Okay, beer is obviously always a good basis for a strong business model. But were they able to apply the laughs to the model as well? ‘Well, in a way,’ says AndristPlourde. ‘The basics of improv are to always remain positive and respond with a “Yes, and…” to whatever gets thrown your way, even if every fibre of your being is screaming Noooooooooo! And on a business level I think we’ve tried every idea that’s come along.’

‘But just as on stage, some business ideas work better than others,’ deadpans Moskos.

Meanwhile these two Boomers also busied themselves with saying ‘Yes, and…’ to Dutch society at large. While they began as purveyors of ‘cheese, pot and pussy jokes’, as AndristPlourde describes it, they have long escaped the tourist/expat ghetto, both personally and professionally.

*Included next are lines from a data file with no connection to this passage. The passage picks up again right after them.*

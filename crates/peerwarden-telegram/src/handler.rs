// SPDX-FileCopyrightText: 2026 Peerwarden Contributors
// SPDX-License-Identifier: MIT OR Apache-2.0

//! Conversion between Telegram updates and peerwarden events.
//!
//! Only private chats are served. Messages without text and updates
//! without a sender are dropped here, before they reach the bot.

use chrono::Utc;
use peerwarden_core::{
    Button, CallbackAction, CallbackEvent, ChatUser, InboundEvent, InboundMessage,
};
use teloxide::types::{
    CallbackQuery, ChatKind, InlineKeyboardButton, InlineKeyboardMarkup, Message, User,
};
use tracing::debug;

/// Checks whether the message is from a private (DM) chat.
pub fn is_dm(msg: &Message) -> bool {
    matches!(msg.chat.kind, ChatKind::Private(_))
}

fn chat_user(user: &User) -> ChatUser {
    ChatUser {
        id: user.id.0 as i64,
        username: user.username.clone(),
    }
}

/// A private text message as an [`InboundEvent`].
pub fn to_inbound_message(msg: &Message) -> Option<InboundEvent> {
    if !is_dm(msg) {
        debug!(chat_id = msg.chat.id.0, "ignoring non-DM message");
        return None;
    }
    let Some(from) = msg.from.as_ref() else {
        debug!(chat_id = msg.chat.id.0, "ignoring message without sender");
        return None;
    };
    let Some(text) = msg.text() else {
        debug!(msg_id = msg.id.0, "ignoring non-text message");
        return None;
    };

    Some(InboundEvent::Message(InboundMessage {
        user: chat_user(from),
        chat_id: msg.chat.id.0,
        message_id: msg.id.0,
        text: text.to_string(),
        timestamp: msg.date,
    }))
}

/// A button press as an [`InboundEvent`].
///
/// Presses on messages the bot can no longer see are attributed to the
/// sender's private chat.
pub fn to_callback_event(query: &CallbackQuery) -> Option<InboundEvent> {
    let data = query.data.as_deref()?;
    let (chat_id, message_id) = match query.message.as_ref() {
        Some(m) => (m.chat().id.0, Some(m.id().0)),
        None => (query.from.id.0 as i64, None),
    };

    Some(InboundEvent::Callback(CallbackEvent {
        user: chat_user(&query.from),
        chat_id,
        message_id,
        callback_id: query.id.to_string(),
        action: CallbackAction::parse(data),
        timestamp: Utc::now(),
    }))
}

/// Inline keyboard carrying each button's callback data.
pub fn keyboard_markup(rows: &[Vec<Button>]) -> InlineKeyboardMarkup {
    InlineKeyboardMarkup::new(rows.iter().map(|row| {
        row.iter()
            .map(|b| InlineKeyboardButton::callback(b.label.clone(), b.action.data()))
            .collect::<Vec<_>>()
    }))
}

#[cfg(test)]
mod tests {
    use super::*;
    use teloxide::types::InlineKeyboardButtonKind;

    fn private_message(user_id: u64, username: Option<&str>, text: Option<&str>) -> Message {
        let mut from = serde_json::json!({
            "id": user_id,
            "is_bot": false,
            "first_name": "Test",
        });
        if let Some(name) = username {
            from["username"] = name.into();
        }
        let mut json = serde_json::json!({
            "message_id": 7,
            "date": 1700000000i64,
            "chat": {
                "id": user_id as i64,
                "type": "private",
                "first_name": "Test",
            },
            "from": from,
        });
        if let Some(text) = text {
            json["text"] = text.into();
        }
        serde_json::from_value(json).expect("failed to deserialize mock message")
    }

    fn group_message(text: &str) -> Message {
        let json = serde_json::json!({
            "message_id": 1,
            "date": 1700000000i64,
            "chat": {
                "id": -100123i64,
                "type": "supergroup",
                "title": "Test Group",
            },
            "from": {
                "id": 5,
                "is_bot": false,
                "first_name": "Test",
            },
            "text": text,
        });
        serde_json::from_value(json).expect("failed to deserialize mock group message")
    }

    fn callback_query(data: Option<&str>, with_message: bool) -> CallbackQuery {
        let mut json = serde_json::json!({
            "id": "4382bfdwdsb323b2d9",
            "from": {
                "id": 42,
                "is_bot": false,
                "first_name": "Test",
                "username": "Alice",
            },
            "chat_instance": "-8871236",
        });
        if let Some(data) = data {
            json["data"] = data.into();
        }
        if with_message {
            json["message"] = serde_json::json!({
                "message_id": 99,
                "date": 1700000000i64,
                "chat": {
                    "id": 42,
                    "type": "private",
                    "first_name": "Test",
                },
                "text": "prompt",
            });
        }
        serde_json::from_value(json).expect("failed to deserialize mock callback query")
    }

    #[test]
    fn private_text_becomes_message_event() {
        let msg = private_message(12345, Some("Alice"), Some("/create"));
        let Some(InboundEvent::Message(inbound)) = to_inbound_message(&msg) else {
            panic!("expected a message event");
        };
        assert_eq!(inbound.user.id, 12345);
        assert_eq!(inbound.user.username.as_deref(), Some("Alice"));
        assert_eq!(inbound.chat_id, 12345);
        assert_eq!(inbound.message_id, 7);
        assert_eq!(inbound.text, "/create");
        assert_eq!(inbound.timestamp.timestamp(), 1700000000);
    }

    #[test]
    fn group_and_non_text_messages_are_dropped() {
        assert!(!is_dm(&group_message("/create")));
        assert!(to_inbound_message(&group_message("/create")).is_none());
        assert!(to_inbound_message(&private_message(1, None, None)).is_none());
    }

    #[test]
    fn callback_carries_parsed_action_and_message() {
        let query = callback_query(Some("create_recreate"), true);
        let Some(InboundEvent::Callback(cb)) = to_callback_event(&query) else {
            panic!("expected a callback event");
        };
        assert_eq!(cb.action, CallbackAction::CreateRecreate);
        assert_eq!(cb.chat_id, 42);
        assert_eq!(cb.message_id, Some(99));
        assert_eq!(cb.callback_id, "4382bfdwdsb323b2d9");
        assert_eq!(cb.user.username.as_deref(), Some("Alice"));
    }

    #[test]
    fn callback_without_message_uses_private_chat() {
        let query = callback_query(Some("fb_read_3"), false);
        let Some(InboundEvent::Callback(cb)) = to_callback_event(&query) else {
            panic!("expected a callback event");
        };
        assert_eq!(cb.chat_id, 42);
        assert!(cb.message_id.is_none());
    }

    #[test]
    fn callback_without_data_is_dropped() {
        assert!(to_callback_event(&callback_query(None, true)).is_none());
    }

    #[test]
    fn keyboard_uses_callback_data() {
        let rows = vec![vec![
            Button::new("Yes", CallbackAction::DeleteConfirm),
            Button::new("No", CallbackAction::DeleteCancel),
        ]];
        let markup = keyboard_markup(&rows);
        assert_eq!(markup.inline_keyboard.len(), 1);
        let first = &markup.inline_keyboard[0][0];
        assert_eq!(first.text, "Yes");
        match &first.kind {
            InlineKeyboardButtonKind::CallbackData(data) => {
                assert_eq!(CallbackAction::parse(data), CallbackAction::DeleteConfirm)
            }
            other => panic!("expected callback data, got {other:?}"),
        }
    }
}
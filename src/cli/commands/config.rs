use crate::cli::parser::Commands;
use crate::config::Config;
use crate::errors::{AppError, AppResult};
use crate::ui::messages::{error, success, warning};
use std::process::Command;

/// Handle the `config` subcommand
pub fn handle(cmd: &Commands, cfg: &Config) -> AppResult<()> {
    if let Commands::Config {
        print_config,
        init,
        edit_config,
        editor,
    } = cmd
    {
        let path = Config::config_file();

        // ---- INIT CONFIG ----
        if *init {
            if path.exists() {
                warning(format!(
                    "Configuration file already exists: {}",
                    path.display()
                ));
            } else {
                let written = Config::default().save()?;
                success(format!("Config file: {}", written.display()));
            }
        }

        // ---- PRINT CONFIG ----
        if *print_config {
            println!("📄 Current configuration ({}):\n", path.display());
            let yaml = serde_yaml::to_string(cfg).map_err(|e| AppError::Config(e.to_string()))?;
            println!("{yaml}");
        }

        // ---- EDIT CONFIG ----
        if *edit_config {
            if !path.exists() {
                cfg.save()?;
            }

            let default_editor = std::env::var("EDITOR")
                .or_else(|_| std::env::var("VISUAL"))
                .unwrap_or_else(|_| {
                    if cfg!(target_os = "windows") {
                        "notepad".to_string()
                    } else {
                        "nano".to_string()
                    }
                });

            let editor_to_use = editor.clone().unwrap_or_else(|| default_editor.clone());

            match Command::new(&editor_to_use).arg(&path).status() {
                Ok(s) if s.success() => {
                    success(format!(
                        "Configuration file edited successfully using '{}'",
                        editor_to_use
                    ));
                }
                Ok(_) | Err(_) => {
                    warning(format!(
                        "Editor '{}' not available, falling back to '{}'",
                        editor_to_use, default_editor
                    ));

                    match Command::new(&default_editor).arg(&path).status() {
                        Ok(s) if s.success() => {
                            success(format!(
                                "Configuration file edited successfully using fallback '{}'",
                                default_editor
                            ));
                        }
                        Ok(_) | Err(_) => {
                            error(format!(
                                "Failed to edit configuration file using fallback '{}'",
                                default_editor
                            ));
                        }
                    }
                }
            }
        }
    }

    Ok(())
}
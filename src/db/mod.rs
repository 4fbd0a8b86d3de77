//! Decoding of ProcrastiTracker database files.
//!
//! `raw file bytes -> decompress -> header -> node tree -> Database`.
//! The whole decode either succeeds or returns a `DecodeError`; nothing
//! partial is ever handed back.

pub mod cursor;
pub mod day;
pub mod decompress;
pub mod header;
pub mod node;

use crate::errors::{AppError, AppResult, DecodeResult};
use crate::models::Database;
use crate::utils::path::expand_tilde;
use cursor::ByteCursor;
use std::fs;

/// Decode an already decompressed buffer.
pub fn decode_buffer(buf: &[u8]) -> DecodeResult<Database> {
    let mut cur = ByteCursor::new(buf);

    let header::Header {
        version,
        magic,
        numtags,
        tags,
        minifilter,
        foldlevel,
        prefs,
    } = header::decode_header(&mut cur)?;

    let root = node::decode_tree(&mut cur, numtags)?;

    Ok(Database {
        version,
        magic,
        numtags,
        tags,
        minifilter,
        foldlevel,
        prefs,
        root,
    })
}

/// Decode the raw (compressed) contents of a `db.PT` file.
pub fn decode(raw: &[u8]) -> DecodeResult<Database> {
    let buf = decompress::decompress(raw)?;
    decode_buffer(&buf)
}

/// Read and decode a database file from disk.
pub fn load_db(path: &str) -> AppResult<Database> {
    let path = expand_tilde(path);
    if !path.exists() {
        return Err(AppError::DatabaseNotFound(path.display().to_string()));
    }

    let raw = fs::read(&path)?;
    Ok(decode(&raw)?)
}
pub mod flatten;
pub mod stats;
pub mod tree;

‘Sure, we’re still welcoming to tourists, but our shows are now aimed at the Dutch,’ says Moskos. ‘It wasn’t a conscious decision. We learned the language, started reading the papers, had Dutch children and became part of the culture,’ Moskos goes on. ‘And now we’re the ones complaining about all the fucking tourists. Just call it natural evolution.’

Over the last five years, Boom’s audiences have also shifted slightly, going from half Dutch to two-thirds. That may have to do with the popularity of the TV show De Lama’s, which has brought improvisational comedy to the Lowland masses. ‘Although they are obviously influenced by us, we don’t feel ripped off at all,’ says Moskos of the show. ‘You could say we introduced the grammar, but we ripped that off from elsewhere as well.’ Indeed, good comedy is like folk music: it belongs to the world.

During a decade and a half of taking the piss out of Amsterdam, these two Boomers have watched the city change. ‘I’ve seen two big shifts,’ says Moskos. ‘In beer and in police. Fifteen years ago, the beer price ratio was one to two: the cheapest place might sell a beer for 1.75 guilders while in the most expensive place it went for 3.50. (I should say that I’m not including bars featuring naked women in this observation.) But now that ratio is one to three. A whole new level of quality establishments has been laid over the top. And that’s been at the expense of the city’s underground. And let’s be careful with that: you don’t want to become Switzerland.’

‘Meanwhile the cops have gotten more petty,’ continues Moskos. ‘Before, it was about mature policing that focussed on the lessening of troubles. Remember those parties where the cops warned about bad ecstasy going around? Now they spend their time busting kids at Sensation parties for smoking joints and people on the street for jaywalking.’

AndristPlourde professionally cuts the situation to its essence: ‘I totally agree. The counterculture is dead and the police have become the stereotyped pigs.’

‘I sometimes miss that Amsterdam,’ continues AndristPlourde. ‘I remember years ago seeing two men walking down the street arm in arm and going “Wow what a great city”. Okay, it turned out to be a cop and a guy in handcuffs, but my sentiment was real.’

‘Yes, and maybe they were just bondage sweeties,’ says Moskos, spinning it positive.

‘Actually, I knew we had really become part of the city when I got married a few years ago in the Filmmuseum,’ recalls Moskos. ‘My brother-in-law is a cop and was all smart in his uniform. Before the main event, he went for a walk in the park and was stopped by two undercover cops to check if he was for real. These cops were pretending to be tourists and part of their disguise was our tourist magazine stuffed into their back pockets.’

So Boom Chicago’s future in the marketplace seems secure. But what can save Amsterdam from becoming Switzerland? More cheap beer perhaps?

Both Boomers respond simultaneously: ‘We’d “Yes, and…” that!’